_Given records:_
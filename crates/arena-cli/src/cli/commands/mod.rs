pub mod doctor;
pub mod games;
pub mod init;
pub mod leaderboard;
pub mod seed;

use crate::cli::args::{Cli, Command};
use anyhow::Context;
use arena_core::storage::Store;
use std::path::Path;

pub mod exit_codes {
    pub const OK: i32 = 0;
    pub const FAILURE: i32 = 1;
    pub const CONFIG_ERROR: i32 = 2;
}

pub fn dispatch(cli: Cli) -> anyhow::Result<i32> {
    match cli.cmd {
        Command::Init(args) => init::run(args),
        Command::Seed(args) => seed::run(args),
        Command::Leaderboard(args) => leaderboard::run(args),
        Command::Games(args) => games::run(args),
        Command::TotalGames(args) => games::run_total(args),
        Command::Doctor(args) => doctor::run(args),
    }
}

/// Opens the database and makes sure the schema exists.
pub(crate) fn open_store(db: &Path) -> anyhow::Result<Store> {
    if let Some(parent) = db.parent().filter(|p| !p.as_os_str().is_empty()) {
        std::fs::create_dir_all(parent)
            .with_context(|| format!("failed to create {}", parent.display()))?;
    }
    let store = Store::open(db)?;
    store.init_schema()?;
    Ok(store)
}

/// Opens an existing database for reading. A missing file is an error rather
/// than a fresh empty arena.
pub(crate) fn open_existing(db: &Path) -> anyhow::Result<Store> {
    if !db.exists() {
        anyhow::bail!(
            "no database at {} (run `arena init` or `arena seed` first)",
            db.display()
        );
    }
    open_store(db)
}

_Work to complete:_ Wherever the string "display" is found in the listing above, copy the line that contains it.

_Answer section:_
            .with_context(|| format!("failed to create {}", parent.display()))?;
            db.display()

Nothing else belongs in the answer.